# Ultra-fast categorization of image containing animals *in computo*

Hi! I am  [Jean-Nicolas Jérémie](https://github.com/JNJER) in this notebook, I will use the [Pytorch](https://pytorch.org/) library for running the networks and the [pandas](https://pandas.pydata.org/docs/getting_started/index.html) library to collect and display the results. This notebook focused on the training and the test of Deep convolutional neuronal networks (DCNNs) for ecological tasks such as detecting an animal in a natural scene.

Our coding strategy is to build up a small library as a package of scripts in the `src` folder and to run all calls to that library from this notebook. This notebook contains the scripts necessary to set the variables of the definition and the training of the networks (`init.py` & `model.py`). Thus this notebook allow the generation of dataset based on the [Imagenet database](https://www.image-net.org/) dedicates to a specific ecologic task (`dataset.py`). 

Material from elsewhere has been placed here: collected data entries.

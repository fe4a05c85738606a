//! Frames and the shared "last frame" cell.
//!
//! - `Frame`: an RGB image plus its per-camera sequence number and capture time.
//! - `LatestFrame`: single-writer / many-reader cell holding the most recently
//!   acquired frame. Readers take an `Arc` snapshot, so a frame can never be
//!   observed half-overwritten.
//! - `normalize`: the resize-to-width then mirror step every backend applies.

use image::imageops::{self, FilterType};
use image::RgbImage;
use std::sync::atomic::{AtomicU64, Ordering};
use std::sync::{Arc, RwLock};
use std::time::SystemTime;

/// Default output width, matching what the court UI renders.
pub const DEFAULT_TARGET_WIDTH: u32 = 600;
/// Largest configurable output width (8K).
pub const MAX_TARGET_WIDTH: u32 = 7680;

/// One acquired frame (height x width x 3, RGB).
#[derive(Clone, Debug)]
pub struct Frame {
    pub image: RgbImage,
    /// Monotonic per-camera sequence number, starting at 1.
    pub seq: u64,
    pub captured_at: SystemTime,
}

impl Frame {
    pub fn new(image: RgbImage, seq: u64) -> Self {
        Self {
            image,
            seq,
            captured_at: SystemTime::now(),
        }
    }

    pub fn width(&self) -> u32 {
        self.image.width()
    }

    pub fn height(&self) -> u32 {
        self.image.height()
    }

    pub fn dimensions(&self) -> (u32, u32) {
        self.image.dimensions()
    }
}

/// Resize to `target_width` preserving aspect ratio, then mirror horizontally
/// if `flip` is set. The order is fixed: resize first, mirror second.
pub fn normalize(image: RgbImage, target_width: u32, flip: bool) -> RgbImage {
    let (width, height) = image.dimensions();
    let resized = if width == target_width || width == 0 || target_width == 0 {
        image
    } else {
        let scaled_height = scaled_height(width, height, target_width);
        imageops::resize(&image, target_width, scaled_height, FilterType::Triangle)
    };
    if flip {
        imageops::flip_horizontal(&resized)
    } else {
        resized
    }
}

/// Height after scaling `width` to `target_width`, truncated, never below 1
/// and saturating at `u32::MAX`.
pub fn scaled_height(width: u32, height: u32, target_width: u32) -> u32 {
    let scaled = u64::from(height) * u64::from(target_width) / u64::from(width.max(1));
    u32::try_from(scaled).unwrap_or(u32::MAX).max(1)
}

/// Most recently acquired frame of one camera.
///
/// Written only by whoever drives `acquire()` (normally the acquisition loop);
/// read at any time by UI or scoring code through `snapshot()`.
#[derive(Debug, Default)]
pub struct LatestFrame {
    slot: RwLock<Option<Arc<Frame>>>,
    version: AtomicU64,
}

impl LatestFrame {
    pub fn new() -> Self {
        Self::default()
    }

    pub fn store(&self, frame: Arc<Frame>) {
        let mut slot = match self.slot.write() {
            Ok(guard) => guard,
            Err(poisoned) => poisoned.into_inner(),
        };
        *slot = Some(frame);
        self.version.fetch_add(1, Ordering::Release);
    }

    /// Copy-on-read handle to the current frame.
    pub fn snapshot(&self) -> Option<Arc<Frame>> {
        let slot = match self.slot.read() {
            Ok(guard) => guard,
            Err(poisoned) => poisoned.into_inner(),
        };
        slot.clone()
    }

    /// Number of stores so far. Lets readers skip redraws when nothing changed.
    pub fn version(&self) -> u64 {
        self.version.load(Ordering::Acquire)
    }

    pub fn clear(&self) {
        let mut slot = match self.slot.write() {
            Ok(guard) => guard,
            Err(poisoned) => poisoned.into_inner(),
        };
        *slot = None;
    }
}
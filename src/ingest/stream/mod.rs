//! Process-isolated stream source.
//!
//! Pull-style network streams (RTSP and friends) are decoded by a blocking
//! decoder that can stall for seconds or crash outright. The decoder therefore
//! lives in a separate worker process (`courtcam_worker`), and the parent talks
//! to it over the worker's stdin/stdout with a strict request/acknowledge
//! protocol: one outstanding request at a time, no pipelining.
//!
//! Failure containment:
//! - A crashed or hung worker surfaces as `SourceError::Hung`; parent state is
//!   never touched by the decoder.
//! - By default `acquire()` waits for the worker indefinitely. Setting
//!   `reply_timeout` bounds that wait; on expiry the worker is treated as hung.
//! - A lost worker is reaped, and the next `acquire()` respawns it until
//!   `max_restarts` consecutive restarts are used up. After
//!   `restart_reset_after` good frames in a row the budget is full again.

pub mod decoder;
#[cfg(feature = "rtsp-gstreamer")]
mod gstreamer;
#[cfg(feature = "stream-mjpeg")]
mod mjpeg;
pub mod protocol;
pub mod worker;

use anyhow::{anyhow, Context, Result};
use image::RgbImage;
use std::path::PathBuf;
use std::process::{Child, ChildStdin, ChildStdout, Command, Stdio};
use std::sync::mpsc::{self, Receiver, RecvTimeoutError};
use std::thread::JoinHandle;
use std::time::{Duration, Instant};

use crate::error::SourceError;
use protocol::{read_reply, write_request, Reply, Request};

/// Name of the worker executable, installed next to the host binary.
pub const WORKER_BINARY: &str = "courtcam_worker";
/// Overrides the worker executable path.
pub const WORKER_ENV: &str = "COURTCAM_STREAM_WORKER";

pub const DEFAULT_MAX_RESTARTS: u32 = 3;
pub const DEFAULT_RESTART_RESET_AFTER: u64 = 100;
pub const DEFAULT_SHUTDOWN_GRACE: Duration = Duration::from_secs(2);

/// Configuration for a process-isolated stream.
#[derive(Clone, Debug)]
pub struct StreamConfig {
    /// Stream address handed to the worker (e.g. `rtsp://10.0.0.5:554/stream`).
    pub url: String,
    pub program: PathBuf,
    /// `None` waits for the worker forever.
    pub reply_timeout: Option<Duration>,
    pub max_restarts: u32,
    /// Frames in a row that refill the restart budget. `0` never refills.
    pub restart_reset_after: u64,
    pub shutdown_grace: Duration,
}

impl StreamConfig {
    pub fn new(url: impl Into<String>) -> Self {
        Self {
            url: url.into(),
            program: default_worker_program(),
            reply_timeout: None,
            max_restarts: DEFAULT_MAX_RESTARTS,
            restart_reset_after: DEFAULT_RESTART_RESET_AFTER,
            shutdown_grace: DEFAULT_SHUTDOWN_GRACE,
        }
    }
}

/// `$COURTCAM_STREAM_WORKER`, else `courtcam_worker` next to the running executable.
pub fn default_worker_program() -> PathBuf {
    if let Ok(path) = std::env::var(WORKER_ENV) {
        if !path.trim().is_empty() {
            return PathBuf::from(path);
        }
    }
    let file_name = format!("{}{}", WORKER_BINARY, std::env::consts::EXE_SUFFIX);
    std::env::current_exe()
        .map(|exe| exe.with_file_name(&file_name))
        .unwrap_or_else(|_| PathBuf::from(file_name))
}

enum WorkerEvent {
    Reply(Reply),
    Exited(String),
}

struct WorkerProcess {
    child: Child,
    stdin: Option<ChildStdin>,
    events: Receiver<WorkerEvent>,
    reader: Option<JoinHandle<()>>,
}

impl WorkerProcess {
    fn spawn(config: &StreamConfig) -> Result<Self> {
        let mut child = Command::new(&config.program)
            .arg("--source")
            .arg(&config.url)
            .stdin(Stdio::piped())
            .stdout(Stdio::piped())
            .stderr(Stdio::inherit())
            .spawn()
            .with_context(|| format!("spawn stream worker {}", config.program.display()))?;

        let stdin = child.stdin.take().context("worker stdin not captured")?;
        let stdout = child.stdout.take().context("worker stdout not captured")?;
        let (tx, events) = mpsc::channel();
        let reader = std::thread::Builder::new()
            .name(format!("stream-replies-{}", child.id()))
            .spawn(move || forward_replies(stdout, tx))
            .context("spawn worker reply reader")?;

        log::info!(
            "StreamSource: spawned worker pid={} for {}",
            child.id(),
            config.url
        );
        Ok(Self {
            child,
            stdin: Some(stdin),
            events,
            reader: Some(reader),
        })
    }

    fn send(&mut self, request: Request) -> Result<()> {
        let stdin = self
            .stdin
            .as_mut()
            .ok_or_else(|| anyhow!("worker request pipe already closed"))?;
        write_request(stdin, request)
    }

    /// Cooperative shutdown, escalating to kill after `grace`.
    fn shutdown(mut self, grace: Duration) {
        let _ = self.send(Request::Close);
        self.stdin = None;

        let deadline = Instant::now() + grace;
        loop {
            match self.child.try_wait() {
                Ok(Some(status)) => {
                    log::info!("StreamSource: worker exited ({})", status);
                    break;
                }
                Ok(None) if Instant::now() < deadline => {
                    std::thread::sleep(Duration::from_millis(20));
                }
                Ok(None) => {
                    log::warn!(
                        "StreamSource: worker pid={} ignored close for {:?}, killing",
                        self.child.id(),
                        grace
                    );
                    self.kill();
                    break;
                }
                Err(err) => {
                    log::warn!("StreamSource: failed to poll worker: {}", err);
                    self.kill();
                    break;
                }
            }
        }
        self.join_reader();
    }

    /// Reap a worker that is already considered lost.
    fn reap(mut self) {
        self.stdin = None;
        self.kill();
        self.join_reader();
    }

    fn kill(&mut self) {
        let _ = self.child.kill();
        let _ = self.child.wait();
    }

    fn join_reader(&mut self) {
        if let Some(reader) = self.reader.take() {
            let _ = reader.join();
        }
    }
}

fn forward_replies(mut stdout: ChildStdout, tx: mpsc::Sender<WorkerEvent>) {
    loop {
        let event = match read_reply(&mut stdout) {
            Ok(Some(reply)) => WorkerEvent::Reply(reply),
            Ok(None) => WorkerEvent::Exited("worker closed its output".to_string()),
            Err(err) => WorkerEvent::Exited(format!("{:#}", err)),
        };
        let done = matches!(event, WorkerEvent::Exited(_));
        if tx.send(event).is_err() || done {
            return;
        }
    }
}

/// Parent side of a process-isolated stream.
pub struct ProcessIsolatedStreamSource {
    config: StreamConfig,
    worker: Option<WorkerProcess>,
    /// Restarts since the budget was last refilled.
    restarts: u32,
    total_restarts: u32,
    healthy_streak: u64,
    frames_received: u64,
}

impl ProcessIsolatedStreamSource {
    pub fn new(config: StreamConfig) -> Self {
        Self {
            config,
            worker: None,
            restarts: 0,
            total_restarts: 0,
            healthy_streak: 0,
            frames_received: 0,
        }
    }

    pub fn config(&self) -> &StreamConfig {
        &self.config
    }

    /// Worker restarts over the lifetime of this source.
    pub fn restarts(&self) -> u32 {
        self.total_restarts
    }

    /// Restarts left before a lost worker is no longer replaced.
    pub fn restarts_remaining(&self) -> u32 {
        self.config.max_restarts.saturating_sub(self.restarts)
    }

    pub fn frames_received(&self) -> u64 {
        self.frames_received
    }

    pub fn is_running(&self) -> bool {
        self.worker.is_some()
    }

    /// Spawn the worker. Does not wait for a frame.
    pub fn open(&mut self) -> Result<()> {
        if self.worker.is_none() {
            self.worker = Some(WorkerProcess::spawn(&self.config)?);
            self.restarts = 0;
            self.healthy_streak = 0;
        }
        Ok(())
    }

    /// One request/reply/acknowledge round trip.
    pub fn request_frame(&mut self) -> Result<RgbImage, SourceError> {
        self.ensure_worker()?;
        let timeout = self.config.reply_timeout;
        let Some(worker) = self.worker.as_mut() else {
            return Err(self.hung("worker not running"));
        };

        if let Err(err) = worker.send(Request::RequestFrame) {
            let reason = match worker.events.try_recv() {
                Ok(WorkerEvent::Reply(Reply::Error(message))) => message,
                Ok(WorkerEvent::Exited(reason)) => reason,
                _ => format!("{:#}", err),
            };
            return Err(self.lose_worker(&reason));
        }

        let event = match timeout {
            Some(timeout) => match worker.events.recv_timeout(timeout) {
                Ok(event) => event,
                Err(RecvTimeoutError::Timeout) => {
                    return Err(self.lose_worker(&format!("no reply within {:?}", timeout)));
                }
                Err(RecvTimeoutError::Disconnected) => {
                    return Err(self.lose_worker("reply channel closed"));
                }
            },
            None => match worker.events.recv() {
                Ok(event) => event,
                Err(_) => return Err(self.lose_worker("reply channel closed")),
            },
        };

        match event {
            WorkerEvent::Reply(Reply::Frame(image)) => {
                self.frames_received += 1;
                self.record_healthy_frame();
                self.acknowledge();
                Ok(image)
            }
            WorkerEvent::Reply(Reply::Error(message)) => {
                self.acknowledge();
                Err(SourceError::Acquire {
                    name: self.config.url.clone(),
                    reason: message,
                })
            }
            WorkerEvent::Exited(reason) => Err(self.lose_worker(&reason)),
        }
    }

    pub fn close(&mut self) {
        if let Some(worker) = self.worker.take() {
            worker.shutdown(self.config.shutdown_grace);
        }
    }

    fn acknowledge(&mut self) {
        let failed = match self.worker.as_mut() {
            Some(worker) => worker.send(Request::Acknowledge).err(),
            None => None,
        };
        if let Some(err) = failed {
            log::warn!("StreamSource: acknowledge failed: {:#}", err);
            let _ = self.lose_worker("acknowledge failed");
        }
    }

    fn ensure_worker(&mut self) -> Result<(), SourceError> {
        if self.worker.is_some() {
            return Ok(());
        }
        if self.restarts >= self.config.max_restarts {
            return Err(self.hung(&format!(
                "worker restart limit ({}) reached",
                self.config.max_restarts
            )));
        }
        self.restarts += 1;
        self.total_restarts += 1;
        log::warn!(
            "StreamSource: restarting worker for {} (attempt {}/{})",
            self.config.url,
            self.restarts,
            self.config.max_restarts
        );
        let worker = WorkerProcess::spawn(&self.config)
            .map_err(|err| self.hung(&format!("{:#}", err)))?;
        self.worker = Some(worker);
        Ok(())
    }

    fn record_healthy_frame(&mut self) {
        self.healthy_streak += 1;
        let threshold = self.config.restart_reset_after;
        if threshold > 0 && self.healthy_streak >= threshold && self.restarts > 0 {
            log::info!(
                "StreamSource: {} healthy for {} frames, restart budget refilled",
                self.config.url,
                self.healthy_streak
            );
            self.restarts = 0;
        }
    }

    fn lose_worker(&mut self, reason: &str) -> SourceError {
        self.healthy_streak = 0;
        log::error!(
            "StreamSource: worker for {} lost: {}",
            self.config.url,
            reason
        );
        if let Some(worker) = self.worker.take() {
            worker.reap();
        }
        self.hung(reason)
    }

    fn hung(&self, reason: &str) -> SourceError {
        SourceError::Hung {
            address: self.config.url.clone(),
            reason: reason.to_string(),
        }
    }
}

impl Drop for ProcessIsolatedStreamSource {
    fn drop(&mut self) {
        self.close();
    }
}
//! RTSP decoding through GStreamer.

use anyhow::{anyhow, Context, Result};
use gstreamer::prelude::*;
use image::RgbImage;
use std::time::Duration;

use super::decoder::StreamDecoder;

const GRAB_TIMEOUT: Duration = Duration::from_millis(200);
const RETRIEVE_TIMEOUT: Duration = Duration::from_secs(5);

pub(crate) struct GstreamerDecoder {
    url: String,
    pipeline: gstreamer::Pipeline,
    appsink: gstreamer_app::AppSink,
    latest: Option<gstreamer::Sample>,
}

impl GstreamerDecoder {
    pub(crate) fn open(url: &str) -> Result<Self> {
        gstreamer::init().context("initialize gstreamer")?;

        let description = format!(
            "rtspsrc location={} latency=0 ! decodebin ! videoconvert ! video/x-raw,format=RGB ! \
             appsink name=appsink sync=false max-buffers=1 drop=true",
            url
        );
        let pipeline = gstreamer::parse::launch(&description)
            .context("build RTSP pipeline")?
            .downcast::<gstreamer::Pipeline>()
            .map_err(|_| anyhow!("RTSP pipeline is not a Pipeline"))?;

        let appsink = pipeline
            .by_name("appsink")
            .context("appsink element missing from pipeline")?
            .downcast::<gstreamer_app::AppSink>()
            .map_err(|_| anyhow!("appsink element has unexpected type"))?;
        appsink.set_max_buffers(1);
        appsink.set_drop(true);
        appsink.set_sync(false);

        pipeline
            .set_state(gstreamer::State::Playing)
            .context("set RTSP pipeline to Playing")?;
        log::info!("StreamWorker: connected to {}", url);

        Ok(Self {
            url: url.to_string(),
            pipeline,
            appsink,
            latest: None,
        })
    }

    fn poll_bus(&self) -> Result<()> {
        let Some(bus) = self.pipeline.bus() else {
            return Ok(());
        };
        while let Some(message) = bus.timed_pop(gstreamer::ClockTime::ZERO) {
            use gstreamer::MessageView;
            match message.view() {
                MessageView::Error(err) => {
                    return Err(anyhow!(
                        "gstreamer error from {:?}: {}",
                        err.src().map(|s| s.path_string()),
                        err.error()
                    ));
                }
                MessageView::Eos(..) => return Err(anyhow!("{} reached end of stream", self.url)),
                _ => {}
            }
        }
        Ok(())
    }
}

impl StreamDecoder for GstreamerDecoder {
    fn grab(&mut self) -> Result<()> {
        self.poll_bus()?;
        let timeout = gstreamer::ClockTime::from_mseconds(GRAB_TIMEOUT.as_millis() as u64);
        if let Some(sample) = self.appsink.try_pull_sample(timeout) {
            self.latest = Some(sample);
        }
        Ok(())
    }

    fn retrieve(&mut self) -> Result<RgbImage> {
        self.poll_bus()?;
        let sample = match self.latest.take() {
            Some(sample) => sample,
            None => {
                let timeout =
                    gstreamer::ClockTime::from_mseconds(RETRIEVE_TIMEOUT.as_millis() as u64);
                self.appsink
                    .try_pull_sample(timeout)
                    .ok_or_else(|| anyhow!("RTSP stream stalled"))?
            }
        };
        sample_to_image(&sample)
    }

    fn release(&mut self) {
        if let Err(err) = self.pipeline.set_state(gstreamer::State::Null) {
            log::warn!("StreamWorker: failed to stop pipeline for {}: {}", self.url, err);
        }
    }

    fn describe(&self) -> String {
        self.url.clone()
    }
}

fn sample_to_image(sample: &gstreamer::Sample) -> Result<RgbImage> {
    let buffer = sample.buffer().context("RTSP sample missing buffer")?;
    let caps = sample.caps().context("RTSP sample missing caps")?;
    let info =
        gstreamer_video::VideoInfo::from_caps(caps).context("parse RTSP caps as video info")?;

    let width = info.width();
    let height = info.height();
    let row_bytes = (width as usize) * 3;
    let stride = info.stride()[0] as usize;

    let map = buffer.map_readable().context("map RTSP buffer")?;
    let data = map.as_slice();

    let pixels = if stride == row_bytes {
        data.get(..row_bytes * height as usize)
            .context("RTSP buffer shorter than frame")?
            .to_vec()
    } else {
        let mut pixels = Vec::with_capacity(row_bytes * height as usize);
        for row in 0..height as usize {
            let start = row * stride;
            pixels.extend_from_slice(
                data.get(start..start + row_bytes)
                    .context("RTSP buffer row is out of bounds")?,
            );
        }
        pixels
    };

    RgbImage::from_raw(width, height, pixels)
        .ok_or_else(|| anyhow!("RTSP buffer does not match {}x{}", width, height))
}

The set of labels of the Imagenet database is based on a large lexical database of English: [Wordnet](https://wordnet.princeton.edu/) . The nouns, verbs, adjectives, and adverbs in this database are grouped into a graphical set of cognitive synonyms (synset), each expressing a distinct concept. These synsets are linked between them by employing a small number of conceptual relations. I used the hyperonym link, for instance, a German shepherd is kind of a dog and a dog is a kind of an animal thus defining an hyperonym path. So the synset 'animal' is in the hyperonym path of the synset 'German sheperd'. Based on this relation, we selected a specific subset of labels in the Imagenet database to build our datasets.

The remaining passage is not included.